New York: Living the diet is not easy. If you include that fail to do that activity, try to consider these questions: whether the target of weight dream is too low; Should lose another 2.5 kilograms, is there any sense of quality improvement of health, fitness, self-confidence \?
"It's important for those who want to lose weight to ask the questions above," says Anne Fletcher, author of Weight Loss Confidential. "The point is to clarify what your personal goals. If the target is to lose weight, then what is needed next is to change the way you live."
Fletcher explains, lifestyle changes are key to the success of weight-loss program. "When the reduced body weight when dieting, we need fewer calories than before," he said.
Weight loss programs, said Fletcher, can be tailored to the needs and desires of the offender. If you are hard to reduce the size of the meal, then you have to do is to do more physical activity. Vice versa.
These are the five moves that will help get the weight dream:
1. Apply FITW Theory.
Theory FITW (frequency, intensity, type, and time) created an expert body weight decrease Dawn Jackson Blatner is a regulator portion of the exercise you need. The theory is to modify the frequency, intensity, type and timing of exercise we are doing to cut 100 calories extra. For example, adding 10-20 minutes of time we walk on the treadmill, push to the maximum extent, and added speed brisk walk or a brisk walk. "Most people need to change their exercise routines, because our bodies will change and burn fewer calories," Blatner said.
2. Watch What You Eat.
Fatty foods that contain calories than doubled foods contain carbohydrates or protein. "Twenty-five percent of the fat we eat is the extra fat. So look at the hidden fats in food dishes to cut calories that go into our body," advises Blatner.
Blatner also suggested to reduce the use of processed milk produsk in the cooking process and select dairy products are low in fat.

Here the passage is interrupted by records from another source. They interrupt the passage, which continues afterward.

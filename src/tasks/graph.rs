//! Dependency-graph analysis for the scheduler.
//!
//! Prerequisites that reference tasks outside the list (filtered away by
//! `--skip`/`--only`, or belonging to another command) are treated as
//! satisfied throughout.

use std::any::TypeId;
use std::collections::HashMap;

use super::Task;

/// Prerequisite edges resolved to indices within one task list.
pub(crate) fn resolved_deps(tasks: &[&dyn Task]) -> Vec<Vec<usize>> {
    let id_to_idx: HashMap<TypeId, usize> = tasks
        .iter()
        .enumerate()
        .map(|(i, t)| (t.task_id(), i))
        .collect();
    tasks
        .iter()
        .map(|t| {
            t.dependencies()
                .iter()
                .filter_map(|d| id_to_idx.get(d).copied())
                .collect()
        })
        .collect()
}

/// Find one task participating in a dependency cycle, if any.
///
/// Depth-first search with an explicit recursion stack: a back edge to a
/// task currently on the stack is a cycle, and that task's index is
/// returned so the caller can name it.
pub(crate) fn find_cycle(tasks: &[&dyn Task]) -> Option<usize> {
    #[derive(Clone, Copy, PartialEq)]
    enum Mark {
        Unvisited,
        OnStack,
        Done,
    }

    let deps = resolved_deps(tasks);
    let mut marks = vec![Mark::Unvisited; tasks.len()];

    for start in 0..tasks.len() {
        if marks.get(start) != Some(&Mark::Unvisited) {
            continue;
        }
        // (index, next dep position) pairs form the explicit stack.
        let mut stack: Vec<(usize, usize)> = vec![(start, 0)];
        marks[start] = Mark::OnStack;

        while let Some(&mut (idx, ref mut pos)) = stack.last_mut() {
            let Some(node_deps) = deps.get(idx) else {
                break;
            };
            if let Some(&dep) = node_deps.get(*pos) {
                *pos += 1;
                match marks.get(dep).copied() {
                    Some(Mark::OnStack) => return Some(dep),
                    Some(Mark::Unvisited) => {
                        marks[dep] = Mark::OnStack;
                        stack.push((dep, 0));
                    }
                    _ => {}
                }
            } else {
                marks[idx] = Mark::Done;
                stack.pop();
            }
        }
    }
    None
}

/// Topological order of the task list, lowest registration index first
/// among simultaneously-ready tasks.
///
/// Callers must rule out cycles with [`find_cycle`] first; tasks trapped
/// on a cycle would be silently dropped from the returned order.
pub(crate) fn topological_order(tasks: &[&dyn Task]) -> Vec<usize> {
    let deps = resolved_deps(tasks);
    let mut remaining: Vec<usize> = deps.iter().map(Vec::len).collect();
    let mut dependents: Vec<Vec<usize>> = vec![Vec::new(); tasks.len()];
    for (i, node_deps) in deps.iter().enumerate() {
        for &dep in node_deps {
            if let Some(d) = dependents.get_mut(dep) {
                d.push(i);
            }
        }
    }

    let mut order = Vec::with_capacity(tasks.len());
    let mut ready: Vec<usize> = remaining
        .iter()
        .enumerate()
        .filter_map(|(i, &n)| (n == 0).then_some(i))
        .collect();

    while !ready.is_empty() {
        // Registration-order tie break.
        let next_pos = ready
            .iter()
            .enumerate()
            .min_by_key(|&(_, &idx)| idx)
            .map_or(0, |(pos, _)| pos);
        let idx = ready.swap_remove(next_pos);
        order.push(idx);
        if let Some(deps_of) = dependents.get(idx) {
            for &dependent in deps_of {
                if let Some(n) = remaining.get_mut(dependent) {
                    *n -= 1;
                    if *n == 0 {
                        ready.push(dependent);
                    }
                }
            }
        }
    }
    order
}

#[cfg(test)]
#[allow(clippy::unwrap_used, clippy::indexing_slicing)]
mod tests {
    use super::*;
    use crate::tasks::{Context, TaskResult};

    use anyhow::Result;

    macro_rules! stub_task {
        ($name:ident, $display:expr) => {
            stub_task!($name, $display, vec![]);
        };
        ($name:ident, $display:expr, $deps:expr) => {
            struct $name;
            impl Task for $name {
                fn name(&self) -> &str {
                    $display
                }
                fn dependencies(&self) -> Vec<TypeId> {
                    $deps
                }
                fn should_run(&self, _ctx: &Context) -> bool {
                    true
                }
                fn run(&self, _ctx: &Context) -> Result<TaskResult> {
                    Ok(TaskResult::Ok)
                }
            }
        };
    }

    stub_task!(Alone, "alone");
    stub_task!(AlsoAlone, "also-alone");

    stub_task!(ChainA, "chain-a");
    stub_task!(ChainB, "chain-b", vec![TypeId::of::<ChainA>()]);
    stub_task!(ChainC, "chain-c", vec![TypeId::of::<ChainB>()]);

    stub_task!(DiamondTop, "top");
    stub_task!(DiamondLeft, "left", vec![TypeId::of::<DiamondTop>()]);
    stub_task!(DiamondRight, "right", vec![TypeId::of::<DiamondTop>()]);
    stub_task!(
        DiamondBottom,
        "bottom",
        vec![TypeId::of::<DiamondLeft>(), TypeId::of::<DiamondRight>()]
    );

    stub_task!(LoopA, "loop-a", vec![TypeId::of::<LoopB>()]);
    stub_task!(LoopB, "loop-b", vec![TypeId::of::<LoopA>()]);
    stub_task!(SelfLoop, "self-loop", vec![TypeId::of::<SelfLoop>()]);

    stub_task!(DanglingDep, "dangling", vec![TypeId::of::<ChainC>()]);

    #[test]
    fn independent_tasks_have_no_cycle() {
        let tasks: Vec<&dyn Task> = vec![&Alone, &AlsoAlone];
        assert!(find_cycle(&tasks).is_none());
    }

    #[test]
    fn chain_and_diamond_have_no_cycle() {
        let tasks: Vec<&dyn Task> = vec![&ChainA, &ChainB, &ChainC];
        assert!(find_cycle(&tasks).is_none());

        let tasks: Vec<&dyn Task> =
            vec![&DiamondTop, &DiamondLeft, &DiamondRight, &DiamondBottom];
        assert!(find_cycle(&tasks).is_none());
    }

    #[test]
    fn two_task_cycle_is_found() {
        let tasks: Vec<&dyn Task> = vec![&LoopA, &LoopB];
        assert!(find_cycle(&tasks).is_some());
    }

    #[test]
    fn self_dependency_is_a_cycle() {
        let tasks: Vec<&dyn Task> = vec![&SelfLoop];
        assert_eq!(find_cycle(&tasks), Some(0));
    }

    #[test]
    fn dep_on_absent_task_is_satisfied() {
        let tasks: Vec<&dyn Task> = vec![&DanglingDep, &Alone];
        assert!(find_cycle(&tasks).is_none());
        assert_eq!(topological_order(&tasks).len(), 2);
    }

    #[test]
    fn order_respects_dependencies() {
        // Registered backwards on purpose.
        let tasks: Vec<&dyn Task> = vec![&ChainC, &ChainB, &ChainA];
        let order = topological_order(&tasks);
        let pos = |i: usize| order.iter().position(|&x| x == i).unwrap();
        assert!(pos(2) < pos(1), "chain-a before chain-b");
        assert!(pos(1) < pos(0), "chain-b before chain-c");
    }

    #[test]
    fn order_breaks_ties_by_registration_index() {
        let tasks: Vec<&dyn Task> =
            vec![&DiamondTop, &DiamondLeft, &DiamondRight, &DiamondBottom];
        let order = topological_order(&tasks);
        assert_eq!(order, vec![0, 1, 2, 3]);
    }

    #[test]
    fn apply_task_graph_is_acyclic_and_resolvable() {
        use std::collections::HashSet;
        let profile = crate::config::profiles::Profile {
            name: "test".to_string(),
            active_categories: vec!["base".to_string()],
            excluded_categories: vec![],
        };
        let tasks = crate::tasks::all_apply_tasks(&profile);
        let refs: Vec<&dyn Task> = tasks.iter().map(Box::as_ref).collect();
        assert!(find_cycle(&refs).is_none());

        let present: HashSet<TypeId> = refs.iter().map(|t| t.task_id()).collect();
        for task in &refs {
            for dep in task.dependencies() {
                assert!(
                    present.contains(&dep),
                    "task '{}' depends on a type not in the apply list",
                    task.name()
                );
            }
        }
    }
}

3. Use the tools Eat More Small.
If you belong to a group of people that are difficult to reduce food portions, this one trick that will really help you. By using the plates and cups smaller meals will affect your psychological condition. You will feel full when I saw the food on a small plate has been no trace.
4. Watch What You Drink.
The biggest mistake that can disrupt the diet is the unconscious that lurk behind the beverage calories you consume. Juice, latte in large sizes, margarita, or sweet beverages rich in calories. To work around this, choose a natural or drink beverages that contain no sugar with smaller portions.
5. Make Journal Eat.
Write everything you eat into the food journal will make you aware of your diet. To create a journal to eat it, you just need to write down all the food that you consume. Food journal will be a reminder when you eating food to excess.